Due to this judges have interpreted constitutional provisions to bear different
implications on sentences for the same crime.
For
instance the underlying debate about death penalty has become inexorable due to
the different interpretations judges have had over the constitutional right to
life. In Kenya this started under the regime of the 1963 Constitution which
provided under section 71(1) that No person shall be deprived of his life intentionally save in execution of the
sentence of a court in respect of a
criminal offence under the law of Kenya
of which he has been convicted, and section 74(1) that no person shall
be subject to torture or to inhuman or degrading punishment or other treatment. It stretched to the 2010
Constitution which provides under section 26(1), (3) that every person has the
right to life and a person shall not be depraved of his life intentionally
except to the extent authorized by this constitution or under any written law.
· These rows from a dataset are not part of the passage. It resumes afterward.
// Copyright 2025 the Dragndrop Authors
// SPDX-License-Identifier: Apache-2.0 OR MIT

//! Behavior binder and drag controller.
//!
//! ## Overview
//!
//! [`DragDrop`] owns the bindings (element → [`Behavior`]), the
//! [`AnchorRegistry`], and at most one active [`DragSession`].
//! Feed it pointer input; it mutates the [`Scene`] and returns a [`DropEvent`]
//! on every release.
//!
//! ## State machine
//!
//! Per draggable: `idle → dragging → {placed | idle at drop point | idle at origin}`.
//!
//! - [`DragDrop::pointer_down`] / [`DragDrop::begin_drag`]: `idle → dragging`.
//!   The element gets [`ElementFlags::DRAGGING`], the `dragging` class, and z 1000.
//! - [`DragDrop::pointer_move`]: repositions the element from the session.
//! - [`DragDrop::pointer_up`]: ends the session and branches on the behavior.
//! - [`DragDrop::cancel`]: ends the session without placement (lost pointer).
//!
//! A single pointer is modeled: while a session is active, further grabs are ignored.
//!
//! ## Setup
//!
//! [`DragDrop::set_up`] can be called again after the scene changes. It releases
//! bindings whose element died or lost its `draggable` class, binds new
//! draggables once, and rebuilds the anchor registry. No element is ever bound
//! twice.

use alloc::vec::Vec;

use dragndrop_scene::{ElementFlags, ElementId, QueryFilter, Scene};
use kurbo::Point;

use crate::anchors::AnchorRegistry;
use crate::behavior::{Behavior, Diagnostic, DropEvent, DropOutcome};
use crate::markers::{self, Markers};
use crate::session::DragSession;

/// Z-index given to drop anchors on setup.
pub const ANCHOR_Z: i32 = 998;
/// Z-index given to idle draggables on setup and on release.
pub const DRAGGABLE_Z: i32 = 999;
/// Z-index of the element being dragged.
pub const DRAGGING_Z: i32 = 1000;

/// A draggable element and the behavior bound to it.
#[derive(Copy, Clone, Debug, Eq, PartialEq)]
pub struct Binding {
    /// Bound element.
    pub element: ElementId,
    /// Behavior applied on release.
    pub behavior: Behavior,
}

/// What a call to [`DragDrop::set_up`] changed.
#[derive(Copy, Clone, Debug, Default, Eq, PartialEq)]
pub struct SetupReport {
    /// Draggables bound by this call.
    pub bound: usize,
    /// Bindings released because their element died or stopped being draggable.
    pub released: usize,
    /// Anchors registered after this call.
    pub anchors: usize,
}

#[derive(Copy, Clone, Debug)]
struct ActiveDrag {
    session: DragSession,
    behavior: Behavior,
}

/// Drag-and-drop engine for one scene.
#[derive(Debug, Default)]
pub struct DragDrop {
    bindings: Vec<Binding>,
    anchors: AnchorRegistry,
    active: Option<ActiveDrag>,
    diagnostics: Vec<Diagnostic>,
}

impl DragDrop {
    /// Create an engine with no bindings.
    pub fn new() -> Self {
        Self::default()
    }

    /// Bind behaviors to every marked element of `scene`.
    ///
    /// Idempotent: elements that are already bound keep their single binding
    /// (their behavior is refreshed from their current classes). A
    /// [`Diagnostic::SensitiveAndExclusive`] is recorded and logged once, when a
    /// conflicting element is first bound.
    pub fn set_up(&mut self, scene: &mut Scene) -> SetupReport {
        let before = self.bindings.len();
        self.bindings
            .retain(|b| Markers::of(scene, b.element).contains(Markers::DRAGGABLE));
        let released = before - self.bindings.len();
        if released > 0 {
            tracing::debug!(released, "released stale draggable bindings");
        }
        if let Some(active) = self.active
            && !self.is_bound(active.session.element())
        {
            tracing::debug!(
                element = ?active.session.element(),
                "dropping session of unbound element"
            );
            self.active = None;
        }

        let mut bound = 0;
        for id in scene.document_order() {
            let markers = Markers::of(scene, id);
            if markers.contains(Markers::DROP_ANCHOR) {
                scene.set_z_index(id, ANCHOR_Z);
            }
            if !markers.contains(Markers::DRAGGABLE) {
                continue;
            }
            let behavior = Behavior::from_markers(markers);
            if markers.is_conflicting() {
                let diagnostic = Diagnostic::SensitiveAndExclusive { element: id };
                if !self.diagnostics.contains(&diagnostic) {
                    tracing::warn!(element = ?id, "{diagnostic}");
                    self.diagnostics.push(diagnostic);
                }
            }
            if let Some(existing) = self.bindings.iter_mut().find(|b| b.element == id) {
                existing.behavior = behavior;
            } else {
                self.bindings.push(Binding {
                    element: id,
                    behavior,
                });
                bound += 1;
            }
            if self.active.is_none_or(|a| a.session.element() != id) {
                scene.set_z_index(id, DRAGGABLE_Z);
            }
        }

        self.anchors.rebuild(scene);
        SetupReport {
            bound,
            released,
            anchors: self.anchors.len(),
        }
    }

    /// Release every binding and anchor, cancelling an active session.
    pub fn tear_down(&mut self, scene: &mut Scene) -> Option<DropEvent> {
        let event = self.cancel(scene);
        self.bindings.clear();
        self.anchors.clear();
        event
    }

    /// Bindings in the order they were made.
    pub fn bindings(&self) -> &[Binding] {
        &self.bindings
    }

    /// Behavior bound to `element`, if any.
    pub fn behavior_of(&self, element: ElementId) -> Option<Behavior> {
        self.bindings
            .iter()
            .find(|b| b.element == element)
            .map(|b| b.behavior)
    }

    /// Returns true if `element` is bound.
    pub fn is_bound(&self, element: ElementId) -> bool {
        self.behavior_of(element).is_some()
    }

    /// Registered drop anchors.
    pub fn anchors(&self) -> &AnchorRegistry {
        &self.anchors
    }

    /// Diagnostics recorded by [`DragDrop::set_up`] so far.
    pub fn diagnostics(&self) -> &[Diagnostic] {
        &self.diagnostics
    }

    /// The active session, if a pointer is dragging something.
    pub fn session(&self) -> Option<&DragSession> {
        self.active.as_ref().map(|a| &a.session)
    }

    /// Returns true while a pointer is dragging an element.
    pub fn is_dragging(&self) -> bool {
        self.active.is_some()
    }

    /// Start dragging the topmost bound draggable under `pointer`.
    ///
    /// Walks up from the topmost pickable element to the nearest bound ancestor.
    /// Returns the grabbed element, or `None` if nothing was grabbed.
    pub fn pointer_down(&mut self, scene: &mut Scene, pointer: Point) -> Option<ElementId> {
        if self.active.is_some() {
            tracing::debug!("ignoring pointer-down during an active drag");
            return None;
        }
        let filter = QueryFilter {
            visible_only: true,
            pickable_only: true,
        };
        let hit = scene.hit_test_point(pointer, filter)?;
        let element = hit
            .path
            .iter()
            .rev()
            .copied()
            .find(|&id| self.is_bound(id))?;
        self.begin_drag(scene, element, pointer).then_some(element)
    }

    /// Start dragging `element`, grabbed at scene-space `pointer`.
    ///
    /// Returns false if the element is not bound, not alive, or if another drag
    /// is in progress (the second grab is ignored).
    pub fn begin_drag(&mut self, scene: &mut Scene, element: ElementId, pointer: Point) -> bool {
        if let Some(active) = self.active {
            tracing::debug!(
                dragging = ?active.session.element(),
                ignored = ?element,
                "ignoring grab during an active drag"
            );
            return false;
        }
        let Some(behavior) = self.behavior_of(element) else {
            return false;
        };
        let Some(session) = DragSession::begin(scene, element, pointer) else {
            return false;
        };
        scene.toggle_flags(element, ElementFlags::DRAGGING, true);
        scene.add_class(element, markers::DRAGGING);
        scene.set_z_index(element, DRAGGING_Z);
        self.active = Some(ActiveDrag { session, behavior });
        true
    }

    /// Move the dragged element so its grab point follows `pointer`.
    ///
    /// Returns false when no drag is in progress or the dragged element is gone;
    /// the scene is left untouched. A session whose element is gone stays open so
    /// the next release or cancel still reports [`DropOutcome::Cancelled`].
    pub fn pointer_move(&mut self, scene: &mut Scene, pointer: Point) -> bool {
        let Some(active) = self.active else {
            return false;
        };
        if !scene.is_alive(active.session.element()) {
            tracing::debug!(element = ?active.session.element(), "dragged element disappeared");
            return false;
        }
        active.session.apply(scene, pointer);
        true
    }

    /// End the drag at `pointer` and apply the bound behavior.
    ///
    /// Returns the drop signal, or `None` if no drag was in progress.
    pub fn pointer_up(&mut self, scene: &mut Scene, pointer: Point) -> Option<DropEvent> {
        let active = self.active.take()?;
        let element = active.session.element();
        if !scene.is_alive(element) {
            return Some(DropEvent {
                element,
                outcome: DropOutcome::Cancelled,
            });
        }
        Self::settle(scene, element);
        let placed = if active.behavior.uses_anchors() {
            self.anchors.place_if_match(scene, element, pointer)
        } else {
            None
        };
        let outcome = match (placed, active.behavior) {
            (Some(anchor), _) => DropOutcome::Placed(anchor),
            (None, Behavior::Exclusive) => {
                scene.set_position(element, Point::ORIGIN);
                DropOutcome::Reset
            }
            (None, Behavior::Plain | Behavior::Sensitive) => DropOutcome::Stayed,
        };
        Some(DropEvent { element, outcome })
    }

    /// End the drag without a pointer release (for example on focus loss).
    ///
    /// Nothing is placed. Exclusive elements snap back to `(0, 0)`; others stay.
    /// Returns the drop signal, or `None` if no drag was in progress.
    pub fn cancel(&mut self, scene: &mut Scene) -> Option<DropEvent> {
        let active = self.active.take()?;
        let element = active.session.element();
        tracing::debug!(element = ?element, "drag cancelled");
        if scene.is_alive(element) {
            Self::settle(scene, element);
            if active.behavior == Behavior::Exclusive {
                scene.set_position(element, Point::ORIGIN);
            }
        }
        Some(DropEvent {
            element,
            outcome: DropOutcome::Cancelled,
        })
    }

    fn settle(scene: &mut Scene, element: ElementId) {
        scene.toggle_flags(element, ElementFlags::DRAGGING, false);
        scene.remove_class(element, markers::DRAGGING);
        scene.set_z_index(element, DRAGGABLE_Z);
    }
}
Similar to section 74(1) of the 1963 constitution article 25(1) of the 2010
constitution provides to the effect that despite any other provisions of the
constitution the right and fundamental freedom from torture and cruel, inhuman
or degrading treatment or punishment
shall not be limited.
It is
undisputable that the constitutional provisions give every individual a right
to life. However there have been two apple-orange different interpretations.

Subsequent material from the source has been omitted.